It was long, long after an angel had appeared and carried Saint Martin’s soul in the form of a child straight to God, as a gentle old writer attests, that a modern geologist voiced the fundamental idea of the best beloved saint of old Gaul, “An honest god is the noblest work of man.”
The Last Resting Place of
the Great Poet of Mediævalism—Tomb
of Dante, Ravenna.
But the past, as well as the present, has its peculiar eloquence wherewith to honor the dead. Over one of the oldest Christian altars spared to us by time, in solemn, enduring mosaic, big and simple, stands Saint Martin leading a line of saints to Christ.
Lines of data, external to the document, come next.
use serde::{Deserialize, Serialize};

/// 清单中的一条文件记录，对应托管方文件列表接口返回的单个对象。
///
/// 只关心 `path` 与 `size`，其它字段（id、sha、mime_type 等）反序列化时直接忽略。
#[derive(Debug, Clone, PartialEq, Eq, Serialize, Deserialize)]
pub struct ManifestEntry {
    /// 站点内的相对路径，`/` 分隔，托管方返回时通常带前导 `/`
    pub path: String,
    /// 托管方声明的文件大小（字节），缺失时按 0 处理
    #[serde(default)]
    pub size: u64,
}

impl ManifestEntry {
    pub fn new(path: impl Into<String>, size: u64) -> Self {
        Self {
            path: path.into(),
            size,
        }
    }

    /// 去掉前导 `/` 后的相对路径，用于拼接本地目录与请求地址。
    pub fn relative_path(&self) -> &str {
        self.path.trim_start_matches('/')
    }
}

/// 计算整份清单的声明总大小（饱和加法，避免异常数据溢出）。
pub fn total_size(entries: &[ManifestEntry]) -> u64 {
    entries
        .iter()
        .fold(0u64, |acc, entry| acc.saturating_add(entry.size))
}
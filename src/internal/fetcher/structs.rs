pub mod fetch_error;
pub mod file_fetcher;

pub use fetch_error::{FetchError, FetchErrorKind};
pub use file_fetcher::FileFetcher;
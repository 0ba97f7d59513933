//! 下载编排器
//!
//! 一次运行的完整流程：
//!
//! 1. 构造时一次算定清单总字节数，作为整个运行期间的进度分母
//! 2. 校验站点 id，删除上一次运行留下的站点目录后重新创建
//! 3. 交给 [`BatchScheduler`] 按并发上限下载
//! 4. 汇总为 [`DownloadSummary`]
//!
//! 状态通过 `watch` 广播，调用方可在 `run` 之前订阅。

use std::path::Path;
use std::sync::Arc;

use tokio::sync::watch;

use crate::internal::fetcher::structs::FileFetcher;
use crate::internal::progress::structs::{ProgressAggregator, ProgressWatcher};
use crate::internal::scheduler::structs::BatchScheduler;
use crate::internal::site_file::structs::ManifestEntry;

use super::download_summary::DownloadSummary;
use super::orchestrator_error::OrchestratorError;
use super::orchestrator_state::OrchestratorState;
use super::run_context::RunContext;

pub struct DownloadOrchestrator {
    context: RunContext,
    manifest: Vec<ManifestEntry>,
    progress: Arc<ProgressAggregator>,
    state: watch::Sender<OrchestratorState>,
}

impl DownloadOrchestrator {
    pub fn new(context: RunContext, manifest: Vec<ManifestEntry>) -> Self {
        let progress = Arc::new(ProgressAggregator::new(&manifest));
        let (state, _) = watch::channel(OrchestratorState::Idle);
        Self {
            context,
            manifest,
            progress,
            state,
        }
    }

    pub fn context(&self) -> &RunContext {
        &self.context
    }

    pub fn manifest(&self) -> &[ManifestEntry] {
        &self.manifest
    }

    pub fn progress(&self) -> &Arc<ProgressAggregator> {
        &self.progress
    }

    /// 订阅进度展示帧。
    pub fn watch_progress(&self) -> ProgressWatcher {
        self.progress.watch()
    }

    /// 订阅状态变化。
    pub fn state(&self) -> watch::Receiver<OrchestratorState> {
        self.state.subscribe()
    }

    pub fn current_state(&self) -> OrchestratorState {
        *self.state.borrow()
    }

    /// 执行下载。单个文件失败记入汇总，只有初始化失败才返回错误。
    pub async fn run(self) -> Result<DownloadSummary, OrchestratorError> {
        let site_dir = self.context.site_dir();
        self.transition(OrchestratorState::Preparing);

        if let Err(e) = self.prepare(&site_dir).await {
            tracing::error!(site = %self.context.site_id, "初始化失败: {e}");
            self.transition(OrchestratorState::Aborted);
            return Err(e);
        }

        self.transition(OrchestratorState::Downloading);
        tracing::info!(
            site = %self.context.site_id,
            files = self.manifest.len(),
            total_bytes = self.progress.total(),
            dir = %site_dir.display(),
            "开始下载站点"
        );

        let fetcher = FileFetcher::new(
            Arc::clone(&self.context.source),
            Arc::clone(&self.progress),
        );
        let scheduler = BatchScheduler::new(
            fetcher,
            site_dir.clone(),
            self.context.scheduler.clone(),
        );
        let report = scheduler.run_all(&self.manifest).await;

        let summary = DownloadSummary::from_report(
            &report,
            self.progress.total(),
            site_dir,
        );
        self.transition(OrchestratorState::Completed);

        if summary.is_clean() {
            tracing::info!(
                files = summary.files_succeeded,
                bytes = summary.total_bytes_received,
                "站点下载完成"
            );
        } else {
            tracing::warn!(
                succeeded = summary.files_succeeded,
                failed = summary.files_failed,
                bytes = summary.total_bytes_received,
                "站点下载完成，部分文件失败"
            );
        }

        Ok(summary)
    }

    async fn prepare(&self, site_dir: &Path) -> Result<(), OrchestratorError> {
        self.context.validate_site_id()?;

        match tokio::fs::remove_dir_all(site_dir).await {
            Ok(()) => {
                tracing::debug!(dir = %site_dir.display(), "已清理上次运行的站点目录")
            }
            Err(e) if e.kind() == std::io::ErrorKind::NotFound => {}
            Err(source) => {
                return Err(OrchestratorError::ClearSiteDir {
                    path: site_dir.to_path_buf(),
                    source,
                });
            }
        }

        tokio::fs::create_dir_all(site_dir).await.map_err(|source| {
            OrchestratorError::CreateSiteDir {
                path: site_dir.to_path_buf(),
                source,
            }
        })
    }

    fn transition(&self, next: OrchestratorState) {
        tracing::debug!(state = ?next, "编排器状态变更");
        self.state.send_replace(next);
    }
}
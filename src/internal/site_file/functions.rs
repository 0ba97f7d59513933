pub mod materialize;
//! 进度聚合器：多个 worker 并发上报字节与文件计数，计数本身走原子操作，
//! 展示帧通过 [`tokio::sync::watch`] 广播。
//!
//! 计数是正确性的一部分，一个字节都不能丢；展示帧只是副作用，可以被合并或跳过。

use std::sync::atomic::{AtomicU64, AtomicUsize, Ordering};

use tokio::sync::watch;

use crate::internal::site_file::structs::{total_size, ManifestEntry};

use super::progress_snapshot::ProgressSnapshot;

/// 进度聚合器，通常以 `Arc` 形式在 worker 间共享。
#[derive(Debug)]
pub struct ProgressAggregator {
    total: u64,
    files_total: usize,
    received: AtomicU64,
    files_started: AtomicUsize,
    files_done: AtomicUsize,
    files_failed: AtomicUsize,
    display: watch::Sender<ProgressSnapshot>,
}

impl ProgressAggregator {
    /// 用整份清单初始化：总字节数在任何下载开始前一次算定，整个运行期间不再变化。
    pub fn new(manifest: &[ManifestEntry]) -> Self {
        Self::with_totals(total_size(manifest), manifest.len())
    }

    pub fn with_totals(total: u64, files_total: usize) -> Self {
        let (display, _) = watch::channel(ProgressSnapshot {
            total,
            files_total,
            ..Default::default()
        });
        Self {
            total,
            files_total,
            received: AtomicU64::new(0),
            files_started: AtomicUsize::new(0),
            files_done: AtomicUsize::new(0),
            files_failed: AtomicUsize::new(0),
            display,
        }
    }

    /// 累加已接收字节，并发布新的展示帧；返回累加后的总数。
    pub fn add_bytes(&self, n: u64) -> u64 {
        let current = self.received.fetch_add(n, Ordering::AcqRel) + n;
        self.publish();
        current
    }

    pub fn file_started(&self) {
        self.files_started.fetch_add(1, Ordering::AcqRel);
        self.publish();
    }

    pub fn file_completed(&self) {
        self.files_done.fetch_add(1, Ordering::AcqRel);
        self.publish();
    }

    pub fn file_failed(&self) {
        self.files_failed.fetch_add(1, Ordering::AcqRel);
        self.publish();
    }

    /// 清单声明的总字节数。
    pub fn total(&self) -> u64 {
        self.total
    }

    pub fn files_total(&self) -> usize {
        self.files_total
    }

    /// 读取当前计数。
    pub fn snapshot(&self) -> ProgressSnapshot {
        ProgressSnapshot {
            received: self.received.load(Ordering::Acquire),
            total: self.total,
            files_started: self.files_started.load(Ordering::Acquire),
            files_done: self.files_done.load(Ordering::Acquire),
            files_failed: self.files_failed.load(Ordering::Acquire),
            files_total: self.files_total,
        }
    }

    /// 创建一个展示帧监听器。
    pub fn watch(&self) -> ProgressWatcher {
        ProgressWatcher {
            receiver: self.display.subscribe(),
        }
    }

    fn publish(&self) {
        let frame = self.snapshot();
        self.display.send_modify(|shown| shown.merge_max(&frame));
    }
}

/// 展示帧监听器：`changed().await` 等待下一帧。
#[derive(Debug)]
pub struct ProgressWatcher {
    receiver: watch::Receiver<ProgressSnapshot>,
}

impl ProgressWatcher {
    /// 等待展示帧变化并返回最新一帧；聚合器被销毁后返回 `None`。
    pub async fn changed(&mut self) -> Option<ProgressSnapshot> {
        self.receiver.changed().await.ok()?;
        Some(*self.receiver.borrow_and_update())
    }

    /// 当前展示帧。
    pub fn borrow(&self) -> ProgressSnapshot {
        *self.receiver.borrow()
    }
}
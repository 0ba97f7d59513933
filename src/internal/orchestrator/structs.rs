pub mod download_orchestrator;
pub mod download_summary;
pub mod orchestrator_error;
pub mod orchestrator_state;
pub mod run_context;

pub use download_orchestrator::DownloadOrchestrator;
pub use download_summary::{DownloadSummary, FailedFile};
pub use orchestrator_error::OrchestratorError;
pub use orchestrator_state::OrchestratorState;
pub use run_context::RunContext;
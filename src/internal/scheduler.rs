//! 调度领域：按并发上限放行下载任务，汇总每个任务的终态。

pub mod structs;
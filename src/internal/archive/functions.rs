pub mod zip_site;

pub use zip_site::{archive_file_name, archive_site, zip_directory};
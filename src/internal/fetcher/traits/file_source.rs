//! 文件来源 trait：下载器只依赖它拿到字节流，托管方的鉴权与地址拼接都在实现里。

use std::pin::Pin;

use async_trait::async_trait;
use bytes::Bytes;
use futures_util::Stream;

use crate::internal::fetcher::structs::fetch_error::FetchError;

/// 按顺序产出的文件字节块。
pub type ByteStream =
    Pin<Box<dyn Stream<Item = Result<Bytes, FetchError>> + Send + 'static>>;

/// 单文件流式来源。
///
/// `open` 在拿到响应头后返回；之后的每一块数据由调用方逐块消费。
#[async_trait]
pub trait FileSource: Send + Sync {
    /// 打开 `source_path`（站点内相对路径，不带前导 `/`）对应的字节流。
    async fn open(&self, source_path: &str) -> Result<ByteStream, FetchError>;
}
pub mod auth_error;
pub mod callback_server;
pub mod manifest_fetch_error;
pub mod netlify_auth;
pub mod netlify_file_source;

pub use auth_error::AuthError;
pub use callback_server::CallbackServer;
pub use manifest_fetch_error::ManifestFetchError;
pub use netlify_auth::NetlifyAuth;
pub use netlify_file_source::NetlifyFileSource;
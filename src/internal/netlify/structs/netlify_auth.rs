use core::fmt;
use std::sync::Arc;

use reqwest::{
    header::{HeaderMap, HeaderValue, AUTHORIZATION},
    Client,
};
use sha2::{Digest, Sha256};
use url::Url;

use super::auth_error::AuthError;
use crate::internal::netlify::constants::DEFAULT_API_BASE;

/// 认证结构体
///
/// 该结构体定位
/// - 持有带 `Authorization: Bearer <token>` 默认头的 HTTP 客户端
/// - 持有 API 基础地址，清单与文件请求都基于它拼接
///
/// 默认Eq时会匹配api_base和token，如果需要单独比较token，需使用eq_only_token方法
#[derive(Clone)]
pub struct NetlifyAuth {
    pub client: Client,     // 内部是Arc，不需要特殊处理
    pub api_base: Arc<Url>, // 下载任务跨线程共享，用Arc
    pub(crate) token_fingerprint: Arc<String>, // 只保留指纹，不保留明文
}

impl NetlifyAuth {
    /// 使用默认 API 地址创建
    pub fn new(token: &str) -> Result<Self, AuthError> {
        Self::with_api_base(token, DEFAULT_API_BASE)
    }

    pub fn with_api_base(
        token: &str,
        api_base: &str,
    ) -> Result<Self, AuthError> {
        let token = token.trim();
        if token.is_empty() {
            return Err(AuthError::EmptyToken);
        }

        let mut headers = HeaderMap::new();
        let mut auth_value = HeaderValue::from_str(&format!("Bearer {token}"))?;
        auth_value.set_sensitive(true);
        headers.insert(AUTHORIZATION, auth_value);

        let client = Client::builder().default_headers(headers).build()?;

        Ok(Self {
            client,
            api_base: Arc::new(format_api_base(api_base)?),
            token_fingerprint: Arc::new(fingerprint(token)),
        })
    }

    /// 仅比较token是否相等
    pub fn eq_only_token(&self, other: &Self) -> bool {
        self.token_fingerprint == other.token_fingerprint
    }

    /// 基于 api_base 拼接地址
    pub(crate) fn endpoint(&self, path: &str) -> Result<Url, url::ParseError> {
        self.api_base.join(path)
    }
}

impl PartialEq for NetlifyAuth {
    fn eq(&self, other: &Self) -> bool {
        self.token_fingerprint == other.token_fingerprint
            && self.api_base == other.api_base
    }
}

/// 防止debug泄漏令牌
impl fmt::Debug for NetlifyAuth {
    fn fmt(&self, f: &mut fmt::Formatter<'_>) -> fmt::Result {
        f.debug_struct("NetlifyAuth")
            .field("client", &"<Client with hidden authorization>")
            .field("api_base", &self.api_base.as_str())
            .finish()
    }
}

fn fingerprint(data: &str) -> String {
    let mut hasher = Sha256::new();
    hasher.update(data.as_bytes());
    format!("{:x}", hasher.finalize())
}

/// 补齐结尾的 `/`，否则 `join` 会丢掉最后一段路径
fn format_api_base(url: &str) -> Result<Url, AuthError> {
    if url.is_empty() {
        return Err(AuthError::InvalidApiBase("路径为空".to_string()));
    }

    let mut base_url =
        Url::parse(url).map_err(|e| AuthError::InvalidApiBase(e.to_string()))?;

    if !base_url.path().ends_with('/') {
        let new_path = format!("{}/", base_url.path());
        base_url.set_path(&new_path);
    }

    Ok(base_url)
}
And this great hieratic on the wall of an old church of old Ravenna describes, as no language of the present may, an early builder of the great mystic Church which “rests upon the brawny trunks of heroes ... whose spans and arches are the joined hands of comrades ... and whose heights and spaces are inscribed by the numberless musings of all the dreamers of the world.”
The Golden Madonna
of Rheims
Late in the fifth century, while the confusion of the Dark Ages reigned supreme, the Christian bishop of the Remi was at work on the discouraging task of rebuilding his church after pagan depredations at Rheims, when the great joy was vouchsafed to him of baptizing Clovis, the ruler of the largest Teutonic State of the age.